In New York, another study found particular cause for concern among young black gay men. A survey of 542 gay and bisexual men found 33 per cent of blacks between the ages of 23 and 29 testing positive for HIV. In the same age group, just 2 per cent of white men were affected, and 14 per cent of Hispanics. City officials had no explanation for the disparity.

All this is a far cry from the optimism of the mid-1990s, when falling infection rates and the development of anti-retroviral drugs called protease inhibitors caused health officials and media commentators to hail what Andrew Sullivan, an expatriate British writer who is himself HIV-positive, called "the twilight of an epidemic".

The thinking then was that HIV-negative men were far less likely to become infected, and those who were positive could expect to stave off serious illness and extend the quality and length of their lives indefinitely.

What happened, however, was that the mixture of personal caution and aggressive public health intervention that brought the disease under control was relaxed to a potentially deadly degree.

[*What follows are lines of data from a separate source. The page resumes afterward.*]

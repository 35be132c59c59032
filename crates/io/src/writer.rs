//! High-level Parquet writer configuration and orchestration.

use std::path::Path;

use hmhews_sources::SampleTable;
use parquet::file::properties::WriterProperties;
use tracing::info;

use crate::error::IoError;
use crate::parquet_write;

/// Compression algorithm for Parquet output.
#[derive(Debug, Clone, Copy, Default, PartialEq, Eq)]
pub enum Compression {
    /// No compression.
    None,
    /// Snappy compression (fast, moderate ratio).
    #[default]
    Snappy,
    /// Zstd compression (slower, better ratio).
    Zstd,
}

impl Compression {
    fn to_parquet(self) -> Result<parquet::basic::Compression, IoError> {
        Ok(match self {
            Self::None => parquet::basic::Compression::UNCOMPRESSED,
            Self::Snappy => parquet::basic::Compression::SNAPPY,
            Self::Zstd => {
                let level =
                    parquet::basic::ZstdLevel::try_new(3).map_err(|e| IoError::Parquet {
                        reason: e.to_string(),
                    })?;
                parquet::basic::Compression::ZSTD(level)
            }
        })
    }
}

/// Configuration for writing sample tables to Parquet.
#[derive(Debug, Clone)]
pub struct WriterConfig {
    compression: Compression,
    /// Maximum number of rows per row group.
    row_group_size: usize,
}

impl Default for WriterConfig {
    fn default() -> Self {
        Self {
            compression: Compression::default(),
            row_group_size: 1_000_000,
        }
    }
}

impl WriterConfig {
    pub fn with_compression(mut self, comp: Compression) -> Self {
        self.compression = comp;
        self
    }

    pub fn with_row_group_size(mut self, size: usize) -> Self {
        self.row_group_size = size;
        self
    }

    pub fn compression(&self) -> Compression {
        self.compression
    }

    pub fn row_group_size(&self) -> usize {
        self.row_group_size
    }

    fn validate(&self) -> Result<(), IoError> {
        if self.row_group_size == 0 {
            return Err(IoError::Validation {
                count: 1,
                details: "row_group_size must be greater than 0".to_string(),
            });
        }
        Ok(())
    }
}

/// Writes a hazard sample table to Parquet, one row per stored value.
///
/// # Errors
///
/// Returns [`IoError::Validation`] if the configuration is invalid, or
/// [`IoError::Parquet`] if batch conversion or file I/O fails.
pub fn write_sample_table(
    path: &Path,
    table: &SampleTable,
    config: &WriterConfig,
) -> Result<(), IoError> {
    config.validate()?;

    let schema = parquet_write::build_schema();
    let props = WriterProperties::builder()
        .set_compression(config.compression.to_parquet()?)
        .set_max_row_group_size(config.row_group_size)
        .build();

    let batch = parquet_write::table_to_record_batch(table, &schema)?;
    parquet_write::write_batches(path, &[batch], &schema, props)?;
    info!(path = %path.display(), rows = table.len(), "sample table written");
    Ok(())
}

Much of the faith in protease inhibitors was misplaced. Certainly, the initial effect was a dramatic slowdown in the onset of Aids. But, over time, the drugs have proved to be disconcertingly toxic, with side-effects including bone erosion, diabetes, liver and kidney problems and bizarre rearrangements of body fat deposits. Most seriously, there are signs that the HIV virus has developed resistance to the drugs, diminishing their effectiveness.

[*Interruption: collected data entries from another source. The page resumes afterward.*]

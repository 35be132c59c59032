//! Rows of the DIBI v3 export (`get_dibi3x`, `aaData`).
//!
//! The export mixes numbers and numeric strings freely, so every numeric
//! field accepts both. Missing counts read as zero.

use std::collections::BTreeMap;

use hmhews_calendar::parse_date;
use hmhews_regions::{AdminLevel, AdminRegion, Hierarchy};
use serde::{Deserialize, Deserializer};
use tracing::warn;

use crate::error::EventError;
use crate::event::{DisasterEvent, EventType, HouseDamage, Severity, Victims};

/// One event row as served by DIBI.
#[derive(Debug, Clone, Default, PartialEq, Eq, Deserialize)]
pub struct DibiRow {
    /// Province code, e.g. `32`.
    #[serde(deserialize_with = "code")]
    pub level0: String,
    /// District code, either the two-digit suffix (`04`) or the full code (`3204`).
    #[serde(deserialize_with = "code")]
    pub level1: String,
    /// Province name.
    #[serde(default)]
    pub nprop: String,
    /// District name.
    #[serde(default)]
    pub nkab: String,
    /// HTML cell holding the `/d/r/<id>` incident link.
    #[serde(default)]
    pub kejadian: String,
    /// Event date, `YYYY-MM-DD`.
    #[serde(default)]
    pub tglan: String,
    /// Disaster type code.
    #[serde(default, deserialize_with = "code")]
    pub idj: String,
    #[serde(default, deserialize_with = "count")]
    pub meninggal: u32,
    #[serde(default, deserialize_with = "count")]
    pub hilang: u32,
    #[serde(default, deserialize_with = "count")]
    pub terluka: u32,
    #[serde(default, deserialize_with = "count")]
    pub menderita: u32,
    #[serde(default, deserialize_with = "count")]
    pub mengungsi: u32,
    #[serde(default, deserialize_with = "count")]
    pub rumah_rusak_berat: u32,
    #[serde(default, deserialize_with = "count")]
    pub rumah_rusak_sedang: u32,
    #[serde(default, deserialize_with = "count")]
    pub rumah_rusak_ringan: u32,
    #[serde(default, deserialize_with = "count")]
    pub rumah_terendam: u32,
}

impl DibiRow {
    /// Province id in the disaster database.
    pub fn province_id(&self) -> &str {
        &self.level0
    }

    /// Full district id: province code followed by the two-digit district code.
    pub fn district_id(&self) -> String {
        if self.level1.len() <= 2 {
            format!("{}{:0>2}", self.level0, self.level1)
        } else {
            self.level1.clone()
        }
    }

    /// Incident number taken from the `/d/r/<id>` link.
    pub fn incident_id(&self) -> Option<&str> {
        let rest = &self.kejadian[self.kejadian.find("/d/r/")? + "/d/r/".len()..];
        let end = rest
            .find(|c: char| !c.is_ascii_digit())
            .unwrap_or(rest.len());
        (end > 0).then(|| &rest[..end])
    }

    pub fn severity(&self) -> Severity {
        Severity {
            victims: Victims {
                died: self.meninggal,
                missing: self.hilang,
                injured: self.terluka,
                suffering: self.menderita,
                evacuated: self.mengungsi,
            },
            houses: HouseDamage {
                severe: self.rumah_rusak_berat,
                moderate: self.rumah_rusak_sedang,
                light: self.rumah_rusak_ringan,
                submerged: self.rumah_terendam,
            },
        }
    }

    /// Converts the row into a district-level event.
    ///
    /// `index` is only used in error messages.
    pub fn to_event(&self, index: usize) -> Result<DisasterEvent, EventError> {
        let malformed = |reason: String| EventError::MalformedRow { index, reason };
        let id = self
            .incident_id()
            .ok_or_else(|| malformed(format!("no incident link in '{}'", self.kejadian)))?;
        if self.level0.is_empty() || self.level1.is_empty() {
            return Err(malformed("missing province or district code".to_string()));
        }
        let date = parse_date(&self.tglan).map_err(|e| malformed(e.to_string()))?;
        Ok(DisasterEvent::new(id, self.district_id(), date, EventType::from(self.idj.as_str()))
            .with_severity(self.severity()))
    }
}

/// Events converted from export rows, with the count of rows dropped.
#[derive(Debug, Clone, Default, PartialEq)]
pub struct RowEvents {
    pub events: Vec<DisasterEvent>,
    pub skipped: u64,
}

/// Converts export rows into events. Malformed rows are counted in
/// [`RowEvents::skipped`] and logged at warn.
pub fn events_from_rows(rows: &[DibiRow]) -> RowEvents {
    let mut converted = RowEvents {
        events: Vec::with_capacity(rows.len()),
        skipped: 0,
    };
    for (index, row) in rows.iter().enumerate() {
        match row.to_event(index) {
            Ok(event) => converted.events.push(event),
            Err(e) => {
                converted.skipped += 1;
                warn!(error = %e, "skipping DIBI row");
            }
        }
    }
    if converted.skipped > 0 {
        warn!(skipped = converted.skipped, rows = rows.len(), "DIBI rows dropped from ground truth");
    }
    converted
}

/// Derives the disaster-database hierarchy (provinces and districts) named
/// `name` from an export. The first name seen for an id wins.
pub fn hierarchy_from_rows(name: &str, rows: &[DibiRow]) -> Result<Hierarchy, EventError> {
    let mut provinces: BTreeMap<String, String> = BTreeMap::new();
    let mut districts: BTreeMap<String, (String, String)> = BTreeMap::new();
    for row in rows {
        if row.level0.is_empty() {
            continue;
        }
        provinces
            .entry(row.level0.clone())
            .or_insert_with(|| row.nprop.trim().to_string());
        if !row.level1.is_empty() {
            districts
                .entry(row.district_id())
                .or_insert_with(|| (row.nkab.trim().to_string(), row.level0.clone()));
        }
    }

    let mut regions: Vec<AdminRegion> = provinces
        .into_iter()
        .map(|(id, pname)| AdminRegion::new(name, AdminLevel::Province, id, pname, None))
        .collect();
    regions.extend(districts.into_iter().map(|(id, (dname, parent))| {
        AdminRegion::new(name, AdminLevel::Regency, id, dname, Some(parent.as_str()))
    }));
    Ok(Hierarchy::new(name, regions)?)
}

#[derive(Deserialize)]
#[serde(untagged)]
enum NumOrStr {
    Num(u64),
    Str(String),
}

fn code<'de, D: Deserializer<'de>>(d: D) -> Result<String, D::Error> {
    Ok(match NumOrStr::deserialize(d)? {
        NumOrStr::Num(n) => n.to_string(),
        NumOrStr::Str(s) => s.trim().to_string(),
    })
}

fn count<'de, D: Deserializer<'de>>(d: D) -> Result<u32, D::Error> {
    match Option::<NumOrStr>::deserialize(d)? {
        None => Ok(0),
        Some(NumOrStr::Num(n)) => u32::try_from(n).map_err(serde::de::Error::custom),
        Some(NumOrStr::Str(s)) if s.trim().is_empty() => Ok(0),
        Some(NumOrStr::Str(s)) => s.trim().parse().map_err(serde::de::Error::custom),
    }
}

In the meantime, a generation of young gay men has grown up with little or no memory of the devastating effects of Aids. In the 1980s it was common to see painfully wasted bodies in wheelchairs on the streets of San Francisco. But for many young people now coming of age the only experience of seeing a gay man afflicted with Kaposi's sarcoma - the blotchy facial disfigurement linked to Aids - is the Tom Hanks movie Philadelphia.

Not only has the new generation grown careless about the use of condoms, there has been a full backlash against them and against the notion of safe sex. In San Francisco, private clubs have sprung up devoted to "barebacking", the term most frequently used for unprotected anal penetration.

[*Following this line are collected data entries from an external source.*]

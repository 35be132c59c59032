//! Hazard backtesting: compare flood predictions against historical
//! disaster records.
//!
//! For every boundary region and every day of the configured range the
//! [`Backtester`] builds one [`EvaluationCell`]: the hazard value from the
//! index engine and whether the linked disaster-database region reported a
//! qualifying event that day. Cells are reduced into a [`ConfusionMatrix`].
//!
//! Regions without a link and cells without hazard data never enter the
//! matrix. They are counted in [`Exclusions`] so the reported accuracy is
//! not inflated by missing ground truth.
//!
//! Regions are evaluated in parallel with rayon; per-region matrices are
//! merged, and merging is order independent.

mod backtest;
mod config;
mod confusion;
mod error;
mod output;

pub use backtest::{Backtester, EvaluationCell};
pub use config::{BacktestConfig, RegionFilter};
pub use confusion::{ConfusionMatrix, Metrics};
pub use error::EvaluateError;
pub use output::{BacktestReport, ConfigSummary, Exclusions, SweepReport, SweepRow, to_json};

On the fringes of the gay community, there is even a grim fascination with seeking out HIV-positive partners. Internet chat sites feature conversations between "gift-givers" (infected men seeking uninfected partners) and "bug-chasers" (the reverse). There have been instances of Russian roulette parties, at which uninfected men randomly have sex with each other and with a another , unidentified, HIV-positive partner.

According to experts, this self-destructive trend is both an act of rebellion against the safety-first philosophy of the older generation and also the result of failed public policy. Eric Clarke, an English professor at the University of Pittsburgh specialising in gay and lesbian studies, believes there has been too much emphasis on establishing stable monogamous relationships - something that is of little interest to young men first coming out - and too little on the need to take precautions with multiple partners.

The anti-retroviral drugs have not just been misunderstood by the gay community, Professor Clarke asserts; they have also led to a massive reduction in funding for anti-Aids advocacy groups and a consequent fall-off in public awareness. It certainly has not helped that the mainstream media has virtually dismissed Aids as a serious health issue in the US and come to associate it almost exclusively with Africa.

The resurgence of HIV appears to be restricted to gay men, with HIV rates among intravenous drug users dropping by 50 per cent over the past four years, and remaining stable in the heterosexual population. But drugs remain a serious danger. The rate of new HIV infection among gay men who inject drugs is twice as high as it is among those who do not, according to the San Francisco figures. And even if the drugs themselves are not causing the infection, their use can lead to a less cautious, more fatalistic attitude.

A young drug user told the San Francisco Chronicle this week : "A term you hear sometimes is 'You're going to get it anyways'. I don't agree with that. But it's out there."